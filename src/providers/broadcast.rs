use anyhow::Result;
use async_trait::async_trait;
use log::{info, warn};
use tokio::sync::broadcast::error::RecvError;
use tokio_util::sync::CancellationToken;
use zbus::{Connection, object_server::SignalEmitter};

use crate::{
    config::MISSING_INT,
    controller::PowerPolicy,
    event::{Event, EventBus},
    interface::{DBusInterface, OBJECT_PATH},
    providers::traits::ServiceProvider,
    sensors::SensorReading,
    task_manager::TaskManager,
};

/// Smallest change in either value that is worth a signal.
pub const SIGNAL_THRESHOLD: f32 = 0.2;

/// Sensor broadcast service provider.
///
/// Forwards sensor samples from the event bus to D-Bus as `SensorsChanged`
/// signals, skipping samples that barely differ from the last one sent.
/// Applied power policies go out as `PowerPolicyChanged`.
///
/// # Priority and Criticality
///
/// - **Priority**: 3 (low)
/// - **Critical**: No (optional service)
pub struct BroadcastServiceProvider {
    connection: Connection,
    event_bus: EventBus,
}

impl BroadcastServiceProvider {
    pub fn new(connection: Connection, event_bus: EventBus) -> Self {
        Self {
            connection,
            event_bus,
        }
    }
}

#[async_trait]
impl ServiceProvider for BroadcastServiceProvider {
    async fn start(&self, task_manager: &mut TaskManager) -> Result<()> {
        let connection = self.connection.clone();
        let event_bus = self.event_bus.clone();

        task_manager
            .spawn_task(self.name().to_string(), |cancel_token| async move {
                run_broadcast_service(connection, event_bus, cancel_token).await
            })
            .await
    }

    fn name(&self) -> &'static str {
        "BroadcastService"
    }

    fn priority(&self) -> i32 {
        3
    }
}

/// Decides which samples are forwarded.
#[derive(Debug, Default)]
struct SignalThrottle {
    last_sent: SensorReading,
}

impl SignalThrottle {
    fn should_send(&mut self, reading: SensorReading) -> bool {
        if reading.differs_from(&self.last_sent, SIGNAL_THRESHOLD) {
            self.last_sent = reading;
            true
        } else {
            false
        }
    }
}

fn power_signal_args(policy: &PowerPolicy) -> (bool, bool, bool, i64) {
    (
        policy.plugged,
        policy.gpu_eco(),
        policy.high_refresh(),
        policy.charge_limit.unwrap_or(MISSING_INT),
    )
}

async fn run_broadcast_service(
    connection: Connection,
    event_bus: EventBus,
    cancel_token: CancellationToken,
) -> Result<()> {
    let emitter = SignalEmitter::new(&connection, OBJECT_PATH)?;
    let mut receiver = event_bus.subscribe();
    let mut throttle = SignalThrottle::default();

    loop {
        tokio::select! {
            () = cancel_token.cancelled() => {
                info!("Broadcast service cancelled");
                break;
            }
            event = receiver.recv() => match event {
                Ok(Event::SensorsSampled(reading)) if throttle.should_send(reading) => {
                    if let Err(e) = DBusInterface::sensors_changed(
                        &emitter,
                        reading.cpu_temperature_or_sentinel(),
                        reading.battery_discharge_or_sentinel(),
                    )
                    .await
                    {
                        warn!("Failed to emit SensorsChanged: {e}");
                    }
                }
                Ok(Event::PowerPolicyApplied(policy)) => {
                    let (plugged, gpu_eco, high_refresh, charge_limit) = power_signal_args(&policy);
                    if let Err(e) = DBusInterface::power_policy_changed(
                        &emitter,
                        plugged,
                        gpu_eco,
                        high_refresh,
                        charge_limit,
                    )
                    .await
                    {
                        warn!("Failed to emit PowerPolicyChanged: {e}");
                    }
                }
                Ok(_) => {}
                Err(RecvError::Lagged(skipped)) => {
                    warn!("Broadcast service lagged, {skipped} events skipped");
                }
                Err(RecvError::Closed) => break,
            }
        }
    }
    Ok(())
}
——
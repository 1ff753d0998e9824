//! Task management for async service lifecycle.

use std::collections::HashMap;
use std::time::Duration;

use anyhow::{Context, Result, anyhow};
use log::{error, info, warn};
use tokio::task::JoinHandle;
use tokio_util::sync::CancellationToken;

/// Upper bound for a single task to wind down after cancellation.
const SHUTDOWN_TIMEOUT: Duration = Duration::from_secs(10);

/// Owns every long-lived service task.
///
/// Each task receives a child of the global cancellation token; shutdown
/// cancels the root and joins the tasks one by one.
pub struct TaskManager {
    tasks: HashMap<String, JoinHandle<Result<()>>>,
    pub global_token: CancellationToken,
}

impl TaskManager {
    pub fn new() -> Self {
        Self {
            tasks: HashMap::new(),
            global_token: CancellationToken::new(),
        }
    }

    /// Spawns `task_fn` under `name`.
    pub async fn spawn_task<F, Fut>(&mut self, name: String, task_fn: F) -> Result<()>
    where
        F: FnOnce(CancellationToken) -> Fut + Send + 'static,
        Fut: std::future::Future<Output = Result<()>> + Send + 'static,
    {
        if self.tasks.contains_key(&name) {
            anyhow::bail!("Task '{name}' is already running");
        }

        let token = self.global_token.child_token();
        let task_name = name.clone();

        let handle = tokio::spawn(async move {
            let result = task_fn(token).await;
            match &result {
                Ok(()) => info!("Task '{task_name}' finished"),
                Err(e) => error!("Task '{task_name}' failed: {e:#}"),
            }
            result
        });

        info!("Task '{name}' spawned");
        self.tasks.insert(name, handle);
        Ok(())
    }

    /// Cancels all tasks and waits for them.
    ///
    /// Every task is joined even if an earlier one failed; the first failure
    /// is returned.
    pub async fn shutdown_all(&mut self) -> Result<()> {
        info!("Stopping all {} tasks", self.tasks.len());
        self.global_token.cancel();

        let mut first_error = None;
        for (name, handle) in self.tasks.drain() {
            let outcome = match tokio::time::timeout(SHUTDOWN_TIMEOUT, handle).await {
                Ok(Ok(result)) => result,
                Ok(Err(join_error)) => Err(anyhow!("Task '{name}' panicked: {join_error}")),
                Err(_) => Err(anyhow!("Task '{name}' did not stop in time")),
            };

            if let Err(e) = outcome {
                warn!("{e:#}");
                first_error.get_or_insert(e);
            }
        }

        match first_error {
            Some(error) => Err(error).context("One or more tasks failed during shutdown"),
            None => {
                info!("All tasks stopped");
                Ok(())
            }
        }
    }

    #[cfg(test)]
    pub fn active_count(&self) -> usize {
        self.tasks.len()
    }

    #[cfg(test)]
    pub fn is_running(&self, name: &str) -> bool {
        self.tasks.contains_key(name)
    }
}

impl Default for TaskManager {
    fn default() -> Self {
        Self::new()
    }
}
——
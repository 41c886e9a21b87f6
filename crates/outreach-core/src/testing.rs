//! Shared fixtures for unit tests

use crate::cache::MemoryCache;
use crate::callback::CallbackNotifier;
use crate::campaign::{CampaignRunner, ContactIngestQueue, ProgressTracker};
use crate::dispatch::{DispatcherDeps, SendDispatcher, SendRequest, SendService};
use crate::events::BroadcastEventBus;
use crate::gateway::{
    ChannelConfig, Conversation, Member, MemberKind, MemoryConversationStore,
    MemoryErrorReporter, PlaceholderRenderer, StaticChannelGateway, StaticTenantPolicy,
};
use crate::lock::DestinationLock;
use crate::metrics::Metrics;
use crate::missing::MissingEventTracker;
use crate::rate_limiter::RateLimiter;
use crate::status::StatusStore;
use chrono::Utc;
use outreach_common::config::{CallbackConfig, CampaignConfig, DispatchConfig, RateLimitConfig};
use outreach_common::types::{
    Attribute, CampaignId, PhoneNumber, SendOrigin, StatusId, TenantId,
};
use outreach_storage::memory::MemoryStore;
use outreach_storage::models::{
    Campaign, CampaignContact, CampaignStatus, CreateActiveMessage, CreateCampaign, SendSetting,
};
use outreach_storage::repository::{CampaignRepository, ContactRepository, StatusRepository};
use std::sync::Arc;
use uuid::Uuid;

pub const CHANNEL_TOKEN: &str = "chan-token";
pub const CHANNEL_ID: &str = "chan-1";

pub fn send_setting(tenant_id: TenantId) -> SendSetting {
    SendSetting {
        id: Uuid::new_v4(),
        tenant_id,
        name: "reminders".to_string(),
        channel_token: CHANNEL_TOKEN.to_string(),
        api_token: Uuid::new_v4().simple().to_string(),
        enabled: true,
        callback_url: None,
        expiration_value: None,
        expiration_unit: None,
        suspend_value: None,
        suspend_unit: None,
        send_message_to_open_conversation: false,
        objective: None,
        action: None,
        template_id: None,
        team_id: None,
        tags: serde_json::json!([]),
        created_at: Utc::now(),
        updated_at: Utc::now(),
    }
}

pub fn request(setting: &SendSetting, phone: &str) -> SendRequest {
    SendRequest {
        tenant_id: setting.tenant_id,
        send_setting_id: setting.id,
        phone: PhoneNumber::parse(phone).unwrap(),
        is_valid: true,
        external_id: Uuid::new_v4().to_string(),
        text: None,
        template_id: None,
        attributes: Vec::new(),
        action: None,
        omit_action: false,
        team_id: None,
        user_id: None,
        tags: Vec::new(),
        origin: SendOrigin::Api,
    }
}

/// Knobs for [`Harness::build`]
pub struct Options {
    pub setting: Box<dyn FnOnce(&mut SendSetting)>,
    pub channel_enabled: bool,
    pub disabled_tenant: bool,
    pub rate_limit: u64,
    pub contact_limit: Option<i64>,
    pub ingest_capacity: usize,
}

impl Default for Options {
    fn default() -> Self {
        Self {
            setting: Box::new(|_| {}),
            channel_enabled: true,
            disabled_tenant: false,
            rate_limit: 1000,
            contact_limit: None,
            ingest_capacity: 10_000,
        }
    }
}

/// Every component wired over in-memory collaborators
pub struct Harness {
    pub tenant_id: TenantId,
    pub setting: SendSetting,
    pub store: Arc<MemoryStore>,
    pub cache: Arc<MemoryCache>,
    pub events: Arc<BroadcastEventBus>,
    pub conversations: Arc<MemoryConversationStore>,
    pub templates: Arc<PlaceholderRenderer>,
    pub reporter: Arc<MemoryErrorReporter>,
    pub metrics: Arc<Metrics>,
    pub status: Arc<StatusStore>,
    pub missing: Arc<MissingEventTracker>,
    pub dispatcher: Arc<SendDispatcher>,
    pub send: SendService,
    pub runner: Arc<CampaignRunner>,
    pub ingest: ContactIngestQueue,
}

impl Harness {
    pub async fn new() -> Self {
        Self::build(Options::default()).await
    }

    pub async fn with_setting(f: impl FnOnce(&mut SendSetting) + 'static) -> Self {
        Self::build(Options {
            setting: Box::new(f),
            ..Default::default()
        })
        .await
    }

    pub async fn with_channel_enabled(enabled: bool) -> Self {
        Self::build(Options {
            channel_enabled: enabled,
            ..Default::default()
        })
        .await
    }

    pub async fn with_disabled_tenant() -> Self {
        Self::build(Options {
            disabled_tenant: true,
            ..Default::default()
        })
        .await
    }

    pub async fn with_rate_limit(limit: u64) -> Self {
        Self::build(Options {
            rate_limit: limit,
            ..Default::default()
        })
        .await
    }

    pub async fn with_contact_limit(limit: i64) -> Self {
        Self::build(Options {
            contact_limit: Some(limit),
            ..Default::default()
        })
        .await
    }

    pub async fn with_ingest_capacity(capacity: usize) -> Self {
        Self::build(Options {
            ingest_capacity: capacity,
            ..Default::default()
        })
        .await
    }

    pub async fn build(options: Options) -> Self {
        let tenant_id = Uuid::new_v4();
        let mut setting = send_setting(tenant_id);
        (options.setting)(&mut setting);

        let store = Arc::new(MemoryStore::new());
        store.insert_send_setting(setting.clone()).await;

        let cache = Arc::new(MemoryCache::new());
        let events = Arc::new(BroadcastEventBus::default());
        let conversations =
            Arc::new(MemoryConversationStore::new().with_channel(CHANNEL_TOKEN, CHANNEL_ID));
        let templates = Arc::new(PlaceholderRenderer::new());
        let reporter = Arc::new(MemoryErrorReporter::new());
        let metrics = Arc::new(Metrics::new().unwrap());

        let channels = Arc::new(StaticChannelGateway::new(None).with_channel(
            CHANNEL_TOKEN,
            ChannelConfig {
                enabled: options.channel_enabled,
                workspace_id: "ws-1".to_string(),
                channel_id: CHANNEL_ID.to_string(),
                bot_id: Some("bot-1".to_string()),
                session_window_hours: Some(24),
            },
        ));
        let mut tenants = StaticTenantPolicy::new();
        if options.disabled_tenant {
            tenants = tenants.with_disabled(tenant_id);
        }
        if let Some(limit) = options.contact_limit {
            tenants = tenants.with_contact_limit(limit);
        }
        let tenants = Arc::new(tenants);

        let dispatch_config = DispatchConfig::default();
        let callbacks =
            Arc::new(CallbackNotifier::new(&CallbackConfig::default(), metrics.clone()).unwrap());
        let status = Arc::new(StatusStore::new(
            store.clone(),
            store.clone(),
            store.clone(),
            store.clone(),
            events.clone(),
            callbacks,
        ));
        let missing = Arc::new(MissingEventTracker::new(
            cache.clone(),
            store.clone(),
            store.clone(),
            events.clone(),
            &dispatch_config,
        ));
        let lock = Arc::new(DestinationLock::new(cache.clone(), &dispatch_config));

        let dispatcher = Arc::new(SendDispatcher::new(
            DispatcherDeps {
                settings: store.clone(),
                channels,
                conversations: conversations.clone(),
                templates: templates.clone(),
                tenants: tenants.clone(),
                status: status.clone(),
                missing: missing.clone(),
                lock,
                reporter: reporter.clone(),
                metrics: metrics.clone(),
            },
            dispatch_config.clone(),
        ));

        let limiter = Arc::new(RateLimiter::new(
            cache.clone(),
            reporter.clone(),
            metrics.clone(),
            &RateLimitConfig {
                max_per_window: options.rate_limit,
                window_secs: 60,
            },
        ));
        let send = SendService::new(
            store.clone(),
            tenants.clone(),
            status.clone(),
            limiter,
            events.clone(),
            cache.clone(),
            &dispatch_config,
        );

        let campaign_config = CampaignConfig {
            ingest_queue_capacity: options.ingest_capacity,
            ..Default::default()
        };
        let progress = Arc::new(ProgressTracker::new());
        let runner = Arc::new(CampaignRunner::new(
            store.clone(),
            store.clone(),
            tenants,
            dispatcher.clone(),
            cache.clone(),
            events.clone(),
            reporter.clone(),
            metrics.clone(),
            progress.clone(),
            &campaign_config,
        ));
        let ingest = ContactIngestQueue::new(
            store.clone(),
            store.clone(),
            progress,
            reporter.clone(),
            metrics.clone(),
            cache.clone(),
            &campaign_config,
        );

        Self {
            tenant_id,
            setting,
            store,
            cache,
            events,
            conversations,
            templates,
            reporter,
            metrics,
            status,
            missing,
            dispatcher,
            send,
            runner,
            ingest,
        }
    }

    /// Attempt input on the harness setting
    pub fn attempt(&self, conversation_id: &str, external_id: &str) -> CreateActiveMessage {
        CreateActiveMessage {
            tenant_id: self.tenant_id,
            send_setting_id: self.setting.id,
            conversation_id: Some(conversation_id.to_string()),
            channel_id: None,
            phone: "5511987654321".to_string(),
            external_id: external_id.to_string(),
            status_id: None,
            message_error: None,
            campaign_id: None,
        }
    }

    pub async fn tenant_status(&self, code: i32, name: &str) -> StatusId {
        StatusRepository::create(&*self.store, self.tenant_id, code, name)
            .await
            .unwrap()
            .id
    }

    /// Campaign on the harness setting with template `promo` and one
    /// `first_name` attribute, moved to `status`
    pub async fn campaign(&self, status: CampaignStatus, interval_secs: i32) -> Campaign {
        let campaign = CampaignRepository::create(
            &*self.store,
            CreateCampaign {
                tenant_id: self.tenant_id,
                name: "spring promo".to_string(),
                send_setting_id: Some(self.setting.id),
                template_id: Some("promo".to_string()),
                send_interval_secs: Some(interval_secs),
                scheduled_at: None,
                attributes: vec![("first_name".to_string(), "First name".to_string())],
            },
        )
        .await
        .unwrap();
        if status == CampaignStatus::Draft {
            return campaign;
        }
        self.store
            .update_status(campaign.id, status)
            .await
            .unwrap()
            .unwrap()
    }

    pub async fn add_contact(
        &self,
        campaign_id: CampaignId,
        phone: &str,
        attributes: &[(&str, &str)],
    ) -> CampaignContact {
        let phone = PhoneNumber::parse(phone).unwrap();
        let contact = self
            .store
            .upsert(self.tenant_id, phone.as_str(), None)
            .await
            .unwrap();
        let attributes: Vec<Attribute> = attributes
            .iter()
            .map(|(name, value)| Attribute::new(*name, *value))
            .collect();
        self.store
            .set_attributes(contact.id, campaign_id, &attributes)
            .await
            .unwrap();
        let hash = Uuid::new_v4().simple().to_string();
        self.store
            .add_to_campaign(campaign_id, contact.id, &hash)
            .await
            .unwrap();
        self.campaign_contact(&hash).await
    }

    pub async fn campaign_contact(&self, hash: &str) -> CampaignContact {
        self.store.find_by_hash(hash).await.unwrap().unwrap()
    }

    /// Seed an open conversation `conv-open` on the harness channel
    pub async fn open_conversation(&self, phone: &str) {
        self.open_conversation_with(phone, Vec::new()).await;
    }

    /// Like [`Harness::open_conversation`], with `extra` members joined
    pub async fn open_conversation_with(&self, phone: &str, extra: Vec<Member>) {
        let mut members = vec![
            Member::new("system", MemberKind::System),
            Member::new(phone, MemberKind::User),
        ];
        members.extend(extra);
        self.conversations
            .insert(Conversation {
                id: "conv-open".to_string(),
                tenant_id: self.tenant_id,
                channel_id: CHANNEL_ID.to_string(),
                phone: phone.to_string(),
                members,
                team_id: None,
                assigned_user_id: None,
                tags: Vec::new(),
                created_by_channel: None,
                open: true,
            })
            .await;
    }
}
——
What is being asked:
Retype only the lines above between the line with "pub struct Harness" and the line with "let tenant_id = Uuid::new_v4();", counting those two lines as well, and keep every character as it is.

Reply:
pub struct Harness {
    pub tenant_id: TenantId,
    pub setting: SendSetting,
    pub store: Arc<MemoryStore>,
    pub cache: Arc<MemoryCache>,
    pub events: Arc<BroadcastEventBus>,
    pub conversations: Arc<MemoryConversationStore>,
    pub templates: Arc<PlaceholderRenderer>,
    pub reporter: Arc<MemoryErrorReporter>,
    pub metrics: Arc<Metrics>,
    pub status: Arc<StatusStore>,
    pub missing: Arc<MissingEventTracker>,
    pub dispatcher: Arc<SendDispatcher>,
    pub send: SendService,
    pub runner: Arc<CampaignRunner>,
    pub ingest: ContactIngestQueue,
}

impl Harness {
    pub async fn new() -> Self {
        Self::build(Options::default()).await
    }

    pub async fn with_setting(f: impl FnOnce(&mut SendSetting) + 'static) -> Self {
        Self::build(Options {
            setting: Box::new(f),
            ..Default::default()
        })
        .await
    }

    pub async fn with_channel_enabled(enabled: bool) -> Self {
        Self::build(Options {
            channel_enabled: enabled,
            ..Default::default()
        })
        .await
    }

    pub async fn with_disabled_tenant() -> Self {
        Self::build(Options {
            disabled_tenant: true,
            ..Default::default()
        })
        .await
    }

    pub async fn with_rate_limit(limit: u64) -> Self {
        Self::build(Options {
            rate_limit: limit,
            ..Default::default()
        })
        .await
    }

    pub async fn with_contact_limit(limit: i64) -> Self {
        Self::build(Options {
            contact_limit: Some(limit),
            ..Default::default()
        })
        .await
    }

    pub async fn with_ingest_capacity(capacity: usize) -> Self {
        Self::build(Options {
            ingest_capacity: capacity,
            ..Default::default()
        })
        .await
    }

    pub async fn build(options: Options) -> Self {
        let tenant_id = Uuid::new_v4();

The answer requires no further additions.